__WHAT THE TASK REQUIRES__: Your answer should be one number: how many lines of the data include the string "clone"?

(Dataset entries)
::::

//! Evaluation context (C3): per-run data, per-run value cache, a keyed
//! store, and a trace sink (spec §4.3).

use std::io::Write;
use std::sync::Mutex;

use colored::Colorize;
use dashmap::DashMap;

use crate::core::Value;

/// Hierarchical, textual trace sink consumed by the core (spec §6).
pub trait TraceSink: Send + Sync {
    fn enter(&self, name: &str);
    fn leave(&self, name: &str);
    fn log(&self, values: &[Value]);
}

/// Last-resort ambient lookup for `ctx.<path>` (spec §4.4 step 3) plus the
/// caller's cancellation/deadline surface, forwarded unchanged (spec §4.3,
/// §5) but never observed internally by the engine.
pub trait AmbientContext: Send + Sync {
    fn lookup(&self, key: &str) -> Option<Value>;

    fn is_cancelled(&self) -> bool {
        false
    }

    fn deadline(&self) -> Option<std::time::Instant> {
        None
    }
}

/// Optional interception point for assignments (spec §4.6, §6): an
/// embedding application's own document type can intercept `set`/`merge`/
/// `delete` before the engine falls back to plain path writes into
/// `Value::Map`/`Value::Array`. `Value` itself never implements this —
/// there is nothing non-trivial for it to intercept.
pub trait DocumentHooks: Send + Sync {
    fn try_set(&self, _key: &str, _value: &Value) -> bool {
        false
    }

    fn try_merge(&self, _key: &str, _value: &Value) -> bool {
        false
    }

    fn try_delete(&self, _key: &str, _keys: &[String]) -> bool {
        false
    }
}

/// A plain `io::Write`-backed trace, indenting by nesting depth and
/// colorizing boolean values (ported from `core/trace.go`'s `stdTrace`).
pub struct WriterTrace<W: Write + Send> {
    writer: Mutex<W>,
    level: Mutex<usize>,
}

impl<W: Write + Send> WriterTrace<W> {
    pub fn new(writer: W) -> Self {
        WriterTrace { writer: Mutex::new(writer), level: Mutex::new(0) }
    }

    fn padding(&self) -> String {
        let level = *self.level.lock().unwrap();
        "  ".repeat(level)
    }

    fn render(v: &Value) -> String {
        match v {
            Value::Bool(true) => "true".green().to_string(),
            Value::Bool(false) => "false".red().to_string(),
            other => other.display(),
        }
    }
}

impl<W: Write + Send> TraceSink for WriterTrace<W> {
    fn enter(&self, name: &str) {
        self.log(&[Value::String(name.to_string())]);
        *self.level.lock().unwrap() += 1;
    }

    fn leave(&self, name: &str) {
        {
            let mut level = self.level.lock().unwrap();
            *level = level.saturating_sub(1);
        }
        let _ = name;
    }

    fn log(&self, values: &[Value]) {
        let padding = self.padding();
        let line = values.iter().map(Self::render).collect::<Vec<_>>().join(" ");
        let mut w = self.writer.lock().unwrap();
        let _ = writeln!(w, "{}{}", padding, line);
    }
}

/// Per-run evaluation state (spec §3, entity `Context`; spec §5: isolated
/// per run, never shared across runs).
pub struct Context<'d> {
    data: &'d mut Value,
    cache: DashMap<String, Value>,
    store: DashMap<String, Value>,
    trace: Option<Box<dyn TraceSink>>,
    parent: Option<Box<dyn AmbientContext>>,
    hooks: Option<Box<dyn DocumentHooks>>,
}

impl<'d> Context<'d> {
    pub fn new(data: &'d mut Value) -> Self {
        Context { data, cache: DashMap::new(), store: DashMap::new(), trace: None, parent: None, hooks: None }
    }

    pub fn with_trace(mut self, trace: Box<dyn TraceSink>) -> Self {
        self.trace = Some(trace);
        self
    }

    pub fn with_ambient(mut self, parent: Box<dyn AmbientContext>) -> Self {
        self.parent = Some(parent);
        self
    }

    pub fn with_hooks(mut self, hooks: Box<dyn DocumentHooks>) -> Self {
        self.hooks = Some(hooks);
        self
    }

    pub fn hooks(&self) -> Option<&dyn DocumentHooks> {
        self.hooks.as_deref()
    }

    pub fn data(&self) -> &Value {
        self.data
    }

    pub fn data_mut(&mut self) -> &mut Value {
        self.data
    }

    pub fn trace(&self) -> Option<&dyn TraceSink> {
        self.trace.as_deref()
    }

    pub fn ambient(&self) -> Option<&dyn AmbientContext> {
        self.parent.as_deref()
    }

    /// Cache read by variable name (spec §4.4 `GetVariableValue`).
    pub fn cache_get(&self, name: &str) -> Option<Value> {
        self.cache.get(name).map(|v| v.clone())
    }

    pub fn cache_put(&self, name: &str, value: Value) {
        self.cache.insert(name.to_string(), value);
    }

    /// `Context.Set` — process- or run-scoped named value (spec §4.3, §4.4
    /// `ctx.<path>` step 2).
    pub fn set(&self, key: &str, value: Value) {
        self.store.insert(key.to_string(), value);
    }

    pub fn get(&self, key: &str) -> Option<Value> {
        self.store.get(key).map(|v| v.clone())
    }

    pub fn delete(&self, key: &str) {
        self.store.remove(key);
    }

    pub fn store_snapshot(&self) -> Value {
        let mut m = std::collections::HashMap::new();
        for entry in self.store.iter() {
            m.insert(entry.key().clone(), entry.value().clone());
        }
        Value::Map(m)
    }
}

#[cfg(test)]
mod tests {
    use super::*;

    #[test]
    fn cache_is_isolated_per_context() {
        let mut data = Value::map();
        let ctx = Context::new(&mut data);
        assert!(ctx.cache_get("v").is_none());
        ctx.cache_put("v", Value::Number(1.0));
        assert_eq!(ctx.cache_get("v"), Some(Value::Number(1.0)));
    }

    #[test]
    fn store_round_trips() {
        let mut data = Value::map();
        let ctx = Context::new(&mut data);
        ctx.set("foo", Value::String("bar".into()));
        assert_eq!(ctx.get("foo"), Some(Value::String("bar".into())));
        ctx.delete("foo");
        assert_eq!(ctx.get("foo"), None);
    }
}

::::

__OUTPUT OF THE TASK__: 3